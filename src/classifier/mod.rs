// SPDX-License-Identifier: MPL-2.0
//! Image classification backed by a MobileNet ONNX model.
//!
//! The model is an opaque collaborator from the UI's point of view: it is
//! loaded once at startup and then answers `classify` calls with an ordered
//! list of predictions. Model and label files are cached in the application
//! data directory and downloaded on first run.

pub mod labels;
pub mod mobilenet;

pub use mobilenet::{ClassifierSettings, MobileNetClassifier};

use crate::media::ImageData;
use std::sync::Arc;
use tokio::sync::Mutex;

/// Result type for classifier operations.
pub type ClassifyResult<T> = Result<T, ClassifyError>;

/// A single classification output. Lists of predictions are always ordered by
/// descending probability; the first entry is the best guess.
#[derive(Debug, Clone, PartialEq)]
pub struct Prediction {
    pub label: String,
    /// Softmax probability in `[0, 1]`.
    pub probability: f32,
}

/// Errors that can occur during classifier operations.
#[derive(Debug, Clone)]
pub enum ClassifyError {
    /// Model file not found at the expected path.
    ModelNotFound,
    /// Failed to download the model or labels.
    DownloadFailed(String),
    /// Model checksum verification failed.
    ChecksumMismatch { expected: String, actual: String },
    /// ONNX inference failed.
    InferenceFailed(String),
    /// Image preprocessing failed.
    PreprocessingFailed(String),
    /// Output tensor postprocessing failed.
    PostprocessingFailed(String),
    /// IO error occurred.
    Io(String),
    /// Model session not initialized.
    SessionNotInitialized,
}

impl std::fmt::Display for ClassifyError {
    fn fmt(&self, f: &mut std::fmt::Formatter<'_>) -> std::fmt::Result {
        match self {
            ClassifyError::ModelNotFound => write!(f, "Model file not found"),
            ClassifyError::DownloadFailed(msg) => write!(f, "Download failed: {msg}"),
            ClassifyError::ChecksumMismatch { expected, actual } => {
                write!(f, "Checksum mismatch: expected {expected}, got {actual}")
            }
            ClassifyError::InferenceFailed(msg) => write!(f, "Inference failed: {msg}"),
            ClassifyError::PreprocessingFailed(msg) => write!(f, "Preprocessing failed: {msg}"),
            ClassifyError::PostprocessingFailed(msg) => {
                write!(f, "Postprocessing failed: {msg}")
            }
            ClassifyError::Io(msg) => write!(f, "IO error: {msg}"),
            ClassifyError::SessionNotInitialized => write!(f, "ONNX session not initialized"),
        }
    }
}

impl std::error::Error for ClassifyError {}

/// Availability of the shared classifier, as seen by the UI.
#[derive(Debug, Clone, PartialEq, Default)]
pub enum ModelState {
    /// Startup load (download + session build) still in flight.
    #[default]
    Loading,
    /// Session is ready; `classify` may be invoked.
    Ready,
    /// Startup load failed; carries the failure detail.
    Failed(String),
}

/// Thread-safe wrapper for the classifier. Loaded once, shared for the rest of
/// the session, never torn down.
pub type SharedClassifier = Arc<Mutex<MobileNetClassifier>>;

/// Creates a new shared classifier instance.
pub fn create_shared_classifier(settings: ClassifierSettings) -> SharedClassifier {
    Arc::new(Mutex::new(MobileNetClassifier::new(settings)))
}

/// Startup load: ensures the model file exists with a plausible size and the
/// labels are present (downloading either if needed), then builds the ONNX
/// session. Invoked exactly once per session.
pub async fn load(classifier: SharedClassifier) -> ClassifyResult<()> {
    let (model_path, labels_path, model_url, labels_url, checksum, model_ok) = {
        let guard = classifier.lock().await;
        (
            guard.model_path().clone(),
            guard.labels_path().clone(),
            guard.model_url().to_string(),
            guard.labels_url().to_string(),
            guard.expected_checksum().map(String::from),
            guard.is_model_downloaded(),
        )
    };

    // An undersized file is a download that was interrupted; re-fetch it
    // instead of handing the stub to the session builder.
    if !model_ok {
        mobilenet::download_model(&model_url, &model_path).await?;
    }
    if let Some(expected) = checksum {
        mobilenet::verify_checksum(&model_path, &expected)?;
    }
    if !labels_path.exists() {
        mobilenet::download_labels(&labels_url, &labels_path).await?;
    }

    let mut guard = classifier.lock().await;
    guard.load_labels()?;
    guard.load_session()?;
    Ok(())
}

/// Classifies the given image with the shared classifier.
pub async fn classify(classifier: SharedClassifier, image: ImageData) -> ClassifyResult<Vec<Prediction>> {
    let dynamic = image
        .to_dynamic()
        .map_err(|e| ClassifyError::PreprocessingFailed(e.to_string()))?;
    let mut guard = classifier.lock().await;
    guard.classify(&dynamic)
}

#[cfg(test)]
mod tests {
    use super::*;

    #[test]
    fn classify_error_display() {
        assert_eq!(
            ClassifyError::ModelNotFound.to_string(),
            "Model file not found"
        );
        assert_eq!(
            ClassifyError::SessionNotInitialized.to_string(),
            "ONNX session not initialized"
        );
        assert!(ClassifyError::DownloadFailed("timeout".into())
            .to_string()
            .contains("timeout"));
    }

    #[test]
    fn model_state_defaults_to_loading() {
        assert_eq!(ModelState::default(), ModelState::Loading);
    }
}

---------------

== WHAT NEEDS TO BE DONE ==
After locating the line with "the shared classifier.", please repeat it and every line after it exactly, through the end of the data above.

== ANSWER BOX ==
/// Classifies the given image with the shared classifier.
pub async fn classify(classifier: SharedClassifier, image: ImageData) -> ClassifyResult<Vec<Prediction>> {
    let dynamic = image
        .to_dynamic()
        .map_err(|e| ClassifyError::PreprocessingFailed(e.to_string()))?;
    let mut guard = classifier.lock().await;
    guard.classify(&dynamic)
}

#[cfg(test)]
mod tests {
    use super::*;

    #[test]
    fn classify_error_display() {
        assert_eq!(
            ClassifyError::ModelNotFound.to_string(),
            "Model file not found"
        );
        assert_eq!(
            ClassifyError::SessionNotInitialized.to_string(),
            "ONNX session not initialized"
        );
        assert!(ClassifyError::DownloadFailed("timeout".into())
            .to_string()
            .contains("timeout"));
    }

    #[test]
    fn model_state_defaults_to_loading() {
        assert_eq!(ModelState::default(), ModelState::Loading);
    }
}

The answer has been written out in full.